The novel received excellent reviews when it was first published and soon began to be taught in many school districts. A well crafted novel, it is an accessible read.
* * * Pride and Prejudice
by Jane Austen:
Published in 1813 by a now legendary author of British literature, many consider this one of Austen's best. For over 150 years, it has remained one of the most popular novels in the English language, inspiring numerous movie versions and several modern adaptations. The satiric story begins with Mrs. Bennet's attempts to marry off her five daughters. Excitement fizzes through the Bennet household at Longbourn in Hertfordshire when young, eligible Mr. Charles Bingley rents the fine house nearby. He may have sisters, but he also has male friends, and one of these -- the haughty, and even wealthier, Mr. Fitzwilliam Darcy -- irks the vivacious Elizabeth Bennet. The romantic clash between the opinionated Elizabeth and Darcy is a splendid rendition of civilized sparring.
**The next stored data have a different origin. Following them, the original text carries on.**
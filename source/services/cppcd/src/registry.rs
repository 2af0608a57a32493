// Copyright 2024 Open Nexus OS Contributors
// SPDX-License-Identifier: Apache-2.0

//! CONTEXT: Registration of logical CPUs and lazy PCC channel setup
//!
//! All PCC registers of all CPUs must name the same subspace. The channel is
//! requested from the provider the first time a CPU needs it and is shared by
//! every CPU afterwards.

use std::collections::HashMap;
use std::sync::Arc;

use log::{debug, info};
use nexus_hal::{AddressSpace, RegisterAccess};
use nexus_pcc::{PccChannel, Requestor, HEADER_LEN};
use once_cell::sync::OnceCell;
use parking_lot::{Mutex, RwLock};

use crate::cpc::{CpcDescriptor, CpcField};
use crate::platform::ChannelProvider;
use crate::CppcError;

pub(crate) struct CpuState {
    pub(crate) cpc: CpcDescriptor,
    /// Present when the desired performance register lives in the channel.
    /// Locked for the whole batched write so one CPU never has two in flight.
    pub(crate) requestor: Option<Mutex<Requestor>>,
}

/// CPPC service state: registered CPUs plus the shared PCC channel.
pub struct Cppc {
    pub(crate) registers: Arc<dyn RegisterAccess>,
    provider: Arc<dyn ChannelProvider>,
    channel: OnceCell<Arc<PccChannel>>,
    cpus: RwLock<HashMap<usize, Arc<CpuState>>>,
}

impl Cppc {
    pub fn new(registers: Arc<dyn RegisterAccess>, provider: Arc<dyn ChannelProvider>) -> Self {
        Self { registers, provider, channel: OnceCell::new(), cpus: RwLock::new(HashMap::new()) }
    }

    /// The PCC channel, once some CPU needed it.
    pub fn channel(&self) -> Option<&Arc<PccChannel>> {
        self.channel.get()
    }

    pub fn is_registered(&self, cpu: usize) -> bool {
        self.cpus.read().contains_key(&cpu)
    }

    /// Registered CPUs in ascending order.
    pub fn cpus(&self) -> Vec<usize> {
        let mut cpus: Vec<usize> = self.cpus.read().keys().copied().collect();
        cpus.sort_unstable();
        cpus
    }

    /// Registers `cpc` for its CPU.
    ///
    /// Sets up the PCC channel on first use. A failure leaves the CPU
    /// unregistered.
    pub fn register_cpu(&self, cpc: CpcDescriptor) -> Result<(), CppcError> {
        let cpu = cpc.cpu();
        if self.is_registered(cpu) {
            return Err(CppcError::AlreadyRegistered(cpu));
        }
        if let Some(subspace) = self.validate(&cpc)? {
            let channel = self.channel_for(subspace)?;
            check_pcc_fit(&cpc, channel.region().len())?;
        }

        let requestor = match self.channel.get() {
            Some(channel) if cpc.in_pcc(CpcField::DesiredPerf) => {
                Some(Mutex::new(channel.register_requestor(cpu)))
            }
            _ => None,
        };
        let batched = requestor.is_some();

        let mut cpus = self.cpus.write();
        if cpus.contains_key(&cpu) {
            return Err(CppcError::AlreadyRegistered(cpu));
        }
        cpus.insert(cpu, Arc::new(CpuState { cpc, requestor }));
        info!("cppc: registered cpu {cpu} (batched desired writes: {batched})");
        Ok(())
    }

    /// Drops the descriptor and write slot of `cpu`.
    pub fn unregister_cpu(&self, cpu: usize) -> Result<(), CppcError> {
        match self.cpus.write().remove(&cpu) {
            Some(_) => {
                debug!("cppc: unregistered cpu {cpu}");
                Ok(())
            }
            None => Err(CppcError::NoDevice(cpu)),
        }
    }

    pub(crate) fn cpu(&self, cpu: usize) -> Result<Arc<CpuState>, CppcError> {
        self.cpus.read().get(&cpu).cloned().ok_or(CppcError::NoDevice(cpu))
    }

    pub(crate) fn pcc(&self) -> Result<&Arc<PccChannel>, CppcError> {
        // Registration guarantees the channel for any CPU with PCC registers.
        self.channel.get().ok_or(CppcError::NoChannel)
    }

    /// Checks register address spaces; returns the PCC subspace named by `cpc`.
    fn validate(&self, cpc: &CpcDescriptor) -> Result<Option<u8>, CppcError> {
        let mut subspace = None;
        for (field, reg) in cpc.registers() {
            match reg.space {
                AddressSpace::PlatformComm => match subspace {
                    None => subspace = Some(reg.access_width),
                    Some(expected) if expected != reg.access_width => {
                        return Err(CppcError::SubspaceMismatch { expected, found: reg.access_width });
                    }
                    Some(_) => {}
                },
                space if self.registers.supports(space) => {}
                space => {
                    return Err(CppcError::UnsupportedSpace { cpu: cpc.cpu(), field, space });
                }
            }
        }
        Ok(subspace)
    }

    fn channel_for(&self, subspace: u8) -> Result<&Arc<PccChannel>, CppcError> {
        let channel = self.channel.get_or_try_init(|| {
            let binding = self.provider.request_channel(subspace)?;
            if binding.config.subspace_index != subspace {
                return Err(CppcError::SubspaceMismatch {
                    expected: subspace,
                    found: binding.config.subspace_index,
                });
            }
            let mut channel = PccChannel::new(binding.config, binding.region, binding.doorbell)?;
            if let Some(clock) = binding.clock {
                channel = channel.with_clock(clock);
            }
            Ok(Arc::new(channel))
        })?;
        if channel.subspace_index() != subspace {
            return Err(CppcError::SubspaceMismatch { expected: channel.subspace_index(), found: subspace });
        }
        Ok(channel)
    }
}

/// Every PCC register of `cpc` must be naturally sized and lie inside the payload.
fn check_pcc_fit(cpc: &CpcDescriptor, region_len: usize) -> Result<(), CppcError> {
    let cpu = cpc.cpu();
    for (field, reg) in cpc.registers().filter(|(_, reg)| reg.space == AddressSpace::PlatformComm) {
        let width = reg.width_bytes().ok_or(CppcError::BadRegister { cpu, field, reason: "unsupported width" })?;
        let end = reg.address.checked_add((HEADER_LEN + width) as u64);
        if end.map_or(true, |end| end > region_len as u64) {
            return Err(CppcError::BadRegister { cpu, field, reason: "outside the shared region" });
        }
    }
    Ok(())
}

#[cfg(test)]
mod tests {
    use super::*;
    use crate::cpc::CpcEntry;
    use crate::host::{LoopbackProvider, MemoryRegisters};
    use nexus_hal::RegisterDescriptor;

    fn cppc() -> (Arc<LoopbackProvider>, Cppc) {
        let provider = Arc::new(LoopbackProvider::new());
        provider.add_subspace(2, 64, 10);
        let cppc = Cppc::new(Arc::new(MemoryRegisters::new()), provider.clone());
        (provider, cppc)
    }

    fn pcc(offset: u64, subspace: u8) -> CpcEntry {
        CpcEntry::Register(RegisterDescriptor::platform_comm(offset, 32, subspace))
    }

    #[test]
    fn memory_only_cpu_needs_no_channel() {
        let (provider, cppc) = cppc();
        let cpc = CpcDescriptor::new(0).with(
            CpcField::DesiredPerf,
            CpcEntry::Register(RegisterDescriptor::system_memory(0x1000, 32)),
        );
        cppc.register_cpu(cpc).unwrap();
        assert!(cppc.channel().is_none());
        assert_eq!(provider.requests(), 0);
        assert!(cppc.cpu(0).unwrap().requestor.is_none());
    }

    #[test]
    fn duplicate_registration_rejected() {
        let (_provider, cppc) = cppc();
        cppc.register_cpu(CpcDescriptor::new(3)).unwrap();
        assert!(matches!(cppc.register_cpu(CpcDescriptor::new(3)), Err(CppcError::AlreadyRegistered(3))));
    }

    #[test]
    fn mixed_subspaces_within_one_cpu_rejected() {
        let (provider, cppc) = cppc();
        let cpc = CpcDescriptor::new(0)
            .with(CpcField::HighestPerf, pcc(0, 2))
            .with(CpcField::DesiredPerf, pcc(4, 5));
        assert!(matches!(
            cppc.register_cpu(cpc),
            Err(CppcError::SubspaceMismatch { expected: 2, found: 5 })
        ));
        assert_eq!(provider.requests(), 0);
        assert!(!cppc.is_registered(0));
    }

    #[test]
    fn unregister_unknown_cpu_is_no_device() {
        let (_provider, cppc) = cppc();
        assert!(matches!(cppc.unregister_cpu(9), Err(CppcError::NoDevice(9))));
    }

    #[test]
    fn pcc_desired_register_gets_a_requestor() {
        let (_provider, cppc) = cppc();
        cppc.register_cpu(CpcDescriptor::new(1).with(CpcField::DesiredPerf, pcc(4, 2))).unwrap();
        let state = cppc.cpu(1).unwrap();
        assert_eq!(state.requestor.as_ref().map(|r| r.lock().id()), Some(1));
        assert_eq!(cppc.cpus(), vec![1]);
    }

    #[test]
    fn pcc_registers_must_fit_the_region() {
        let (_provider, cppc) = cppc();
        let odd = CpcDescriptor::new(0)
            .with(CpcField::DesiredPerf, CpcEntry::Register(RegisterDescriptor::platform_comm(4, 12, 2)));
        assert!(matches!(
            cppc.register_cpu(odd),
            Err(CppcError::BadRegister { cpu: 0, field: CpcField::DesiredPerf, .. })
        ));

        // 64 byte region: payload ends at offset 56.
        let past_end = CpcDescriptor::new(1).with(CpcField::DeliveredCounter, pcc(56, 2));
        assert!(matches!(
            cppc.register_cpu(past_end),
            Err(CppcError::BadRegister { cpu: 1, field: CpcField::DeliveredCounter, .. })
        ));
        let huge = CpcDescriptor::new(2).with(CpcField::DesiredPerf, pcc(u64::MAX - 2, 2));
        assert!(matches!(cppc.register_cpu(huge), Err(CppcError::BadRegister { cpu: 2, .. })));
        assert!(cppc.cpus().is_empty());

        cppc.register_cpu(CpcDescriptor::new(3).with(CpcField::DesiredPerf, pcc(52, 2))).unwrap();
    }
}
As the characters dance a delicate quadrille of flirtation and intrigue, Jane Austen's radiantly caustic wit and keen observation sparkle.
A challenging read, it is often taught in 12th grade honors classes.
* * * House of the Spirits
by Isabel Allende:
The story details the life of the Trueba family, spanning four generations, and tracing the post-colonial social and political upheavals of the Latin American country they live in. The story is told mainly from the perspective of two protagonists and incorporates elements of magic realism. Published in Barcelona in 1982, the novel was critically acclaimed around the world, and catapulted Allende to literary stardom. That same year, the novel was named Best Novel of the Year in Chile, and she received the country's Panorama Literario Award. The novel has been translated to over 20 languages worldwide.
Allende is an important contemporary writer from South America who has been able to appeal to a large audience in the United States. A more challenging read from a very fine writer.
*The Hunger Games by Suzanne Collins:
This science fiction novel introduces sixteen-year-old Katniss Everdeen, who lives in a post-apocalyptic world in the country of Panem where North America once stood. This is where a powerful government working in a central city called the Capitol holds power. In the book, the Hunger Games are an annual televised event where the Capitol chooses one boy and one girl from each district to fight to the death. The Hunger Games exist to demonstrate not even children are beyond the reach of the Capitol's power.